(EXERCISE MATERIAL)

//! Newtype IDs for type-safe entity references.
//!
//! Use the `define_id!` macro to create type-safe ID wrappers that prevent
//! accidentally mixing IDs from different entity types. Every entity in the
//! schema is keyed by a UUID.

/// Macro to define a type-safe ID wrapper.
///
/// Creates a newtype wrapper around [`uuid::Uuid`] with:
/// - `Serialize`/`Deserialize` with `#[serde(transparent)]`
/// - `Debug`, `Clone`, `Copy`, `PartialEq`, `Eq`, `Hash`
/// - Conversion methods: `new()`, `generate()`, `as_uuid()`
/// - `From<Uuid>`, `Into<Uuid>` and `FromStr` implementations
/// - `sqlx` `Type`, `Encode`, `Decode` and array support (with `postgres` feature)
///
/// # Example
///
/// ```rust
/// # use emporium_core::define_id;
/// define_id!(UserId);
/// define_id!(OrderId);
///
/// let user_id = UserId::generate();
/// let order_id = OrderId::new(user_id.as_uuid());
///
/// // These are different types, so this won't compile:
/// // let _: UserId = order_id;
/// # let _ = order_id;
/// ```
#[macro_export]
macro_rules! define_id {
    ($name:ident) => {
        #[derive(
            Debug,
            Clone,
            Copy,
            PartialEq,
            Eq,
            PartialOrd,
            Ord,
            Hash,
            ::serde::Serialize,
            ::serde::Deserialize
        )]
        #[serde(transparent)]
        pub struct $name(::uuid::Uuid);

        impl $name {
            /// Wrap an existing UUID.
            #[must_use]
            pub const fn new(id: ::uuid::Uuid) -> Self {
                Self(id)
            }

            /// Generate a fresh random (v4) ID.
            #[must_use]
            pub fn generate() -> Self {
                Self(::uuid::Uuid::new_v4())
            }

            /// Get the underlying UUID value.
            #[must_use]
            pub const fn as_uuid(&self) -> ::uuid::Uuid {
                self.0
            }
        }

        impl ::core::fmt::Display for $name {
            fn fmt(&self, f: &mut ::core::fmt::Formatter<'_>) -> ::core::fmt::Result {
                write!(f, "{}", self.0)
            }
        }

        impl ::core::str::FromStr for $name {
            type Err = ::uuid::Error;

            fn from_str(s: &str) -> ::core::result::Result<Self, Self::Err> {
                ::uuid::Uuid::parse_str(s).map(Self)
            }
        }

        impl From<::uuid::Uuid> for $name {
            fn from(id: ::uuid::Uuid) -> Self {
                Self(id)
            }
        }

        impl From<$name> for ::uuid::Uuid {
            fn from(id: $name) -> Self {
                id.0
            }
        }

        #[cfg(feature = "postgres")]
        impl ::sqlx::Type<::sqlx::Postgres> for $name {
            fn type_info() -> ::sqlx::postgres::PgTypeInfo {
                <::uuid::Uuid as ::sqlx::Type<::sqlx::Postgres>>::type_info()
            }

            fn compatible(ty: &::sqlx::postgres::PgTypeInfo) -> bool {
                <::uuid::Uuid as ::sqlx::Type<::sqlx::Postgres>>::compatible(ty)
            }
        }

        #[cfg(feature = "postgres")]
        impl ::sqlx::postgres::PgHasArrayType for $name {
            fn array_type_info() -> ::sqlx::postgres::PgTypeInfo {
                <::uuid::Uuid as ::sqlx::postgres::PgHasArrayType>::array_type_info()
            }
        }

        #[cfg(feature = "postgres")]
        impl<'r> ::sqlx::Decode<'r, ::sqlx::Postgres> for $name {
            fn decode(
                value: ::sqlx::postgres::PgValueRef<'r>,
            ) -> ::core::result::Result<Self, ::sqlx::error::BoxDynError> {
                let id = <::uuid::Uuid as ::sqlx::Decode<::sqlx::Postgres>>::decode(value)?;
                Ok(Self(id))
            }
        }

        #[cfg(feature = "postgres")]
        impl ::sqlx::Encode<'_, ::sqlx::Postgres> for $name {
            fn encode_by_ref(
                &self,
                buf: &mut ::sqlx::postgres::PgArgumentBuffer,
            ) -> ::std::result::Result<::sqlx::encode::IsNull, ::sqlx::error::BoxDynError> {
                <::uuid::Uuid as ::sqlx::Encode<::sqlx::Postgres>>::encode_by_ref(&self.0, buf)
            }
        }
    };
}

// Define standard entity IDs
define_id!(UserId);
define_id!(CategoryId);
define_id!(ProductId);
define_id!(CartId);
define_id!(CartItemId);
define_id!(OrderId);
define_id!(OrderItemId);
define_id!(PaymentId);
define_id!(CouponId);
define_id!(WishlistId);
define_id!(WishlistItemId);
define_id!(ReviewId);
define_id!(CargoId);
define_id!(NotificationId);
define_id!(EmailLogId);

#[cfg(test)]
#[allow(clippy::unwrap_used)]
mod tests {
    use uuid::Uuid;

    use super::*;

    #[test]
    fn test_generated_ids_are_unique() {
        assert_ne!(ProductId::generate(), ProductId::generate());
    }

    #[test]
    fn test_from_str_roundtrip() {
        let id = OrderId::generate();
        let parsed: OrderId = id.to_string().parse().unwrap();
        assert_eq!(parsed, id);
    }

    #[test]
    fn test_from_str_rejects_garbage() {
        assert!("not-a-uuid".parse::<UserId>().is_err());
    }

    #[test]
    fn test_serde_is_transparent() {
        let uuid = Uuid::new_v4();
        let id = CouponId::new(uuid);
        let json = serde_json::to_string(&id).unwrap();
        assert_eq!(json, format!("\"{uuid}\""));
    }
}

(End EXERCISE MATERIAL)

TASK REQUIREMENTS: Your task is to return each line of the data above that contains the string "CouponId".

ANSWER FOR THE TASK:
define_id!(CouponId);
        let id = CouponId::new(uuid);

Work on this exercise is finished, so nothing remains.